If a line in the listing below includes the string "RegAllocStats", pull it out.

------------

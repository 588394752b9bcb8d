//! Statistics about a single register allocation run. "Durations" are wall-clock time, so they are
//! only ever a rough guide.

use std::{
    fmt,
    time::{Duration, Instant},
};
use strum::{Display, EnumCount, EnumIter, IntoEnumIterator};

/// The things we count.
#[derive(Copy, Clone, Debug, Display, EnumCount, EnumIter, PartialEq)]
#[strum(serialize_all = "snake_case")]
pub enum Counter {
    /// Top-level live ranges built by liveness analysis.
    LiveRanges,
    /// Live ranges split into two.
    Splits,
    /// Live ranges (or parts of them) sent to the stack.
    Spills,
    /// Live ranges evicted from a register by the greedy allocator.
    Evictions,
    /// Live ranges carved out around deferred blocks.
    Splinters,
    /// Stack slots allocated for spill ranges.
    SpillSlots,
    /// Moves the allocator added to gaps.
    GapMoves,
    /// Operands recorded in reference maps.
    References,
}

/// The phases of a register allocation run.
#[derive(Copy, Clone, Debug, Display, EnumCount, EnumIter, PartialEq)]
#[strum(serialize_all = "snake_case")]
pub enum Phase {
    MeetRegisterConstraints,
    ResolvePhis,
    BuildLiveRanges,
    SplinterLiveRanges,
    AllocateGeneralRegisters,
    AllocateDoubleRegisters,
    MergeSplinters,
    AssignSpillSlots,
    CommitAssignment,
    PopulateReferenceMaps,
    ConnectRanges,
    ResolveControlFlow,
    Verify,
}

#[derive(Clone, Debug, Default)]
pub struct RegAllocStats {
    counters: [u64; Counter::COUNT],
    durations: [Duration; Phase::COUNT],
}

impl RegAllocStats {
    pub fn get(&self, c: Counter) -> u64 {
        self.counters[c as usize]
    }

    pub fn duration(&self, p: Phase) -> Duration {
        self.durations[p as usize]
    }

    pub(crate) fn incr(&mut self, c: Counter) {
        self.add(c, 1);
    }

    pub(crate) fn add(&mut self, c: Counter, n: u64) {
        self.counters[c as usize] += n;
    }

    /// Start timing phase `p`: the returned value must be handed back to [Self::phase_end].
    pub(crate) fn phase_start(&self) -> Instant {
        Instant::now()
    }

    pub(crate) fn phase_end(&mut self, p: Phase, start: Instant) {
        self.durations[p as usize] += start.elapsed();
    }
}

impl fmt::Display for RegAllocStats {
    fn fmt(&self, f: &mut fmt::Formatter<'_>) -> fmt::Result {
        for c in Counter::iter() {
            writeln!(f, "{c}: {}", self.get(c))?;
        }
        for p in Phase::iter() {
            writeln!(f, "{p}_secs: {:.6}", self.duration(p).as_secs_f64())?;
        }
        Ok(())
    }
}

------------

Task response:
pub struct RegAllocStats {
impl RegAllocStats {
impl fmt::Display for RegAllocStats {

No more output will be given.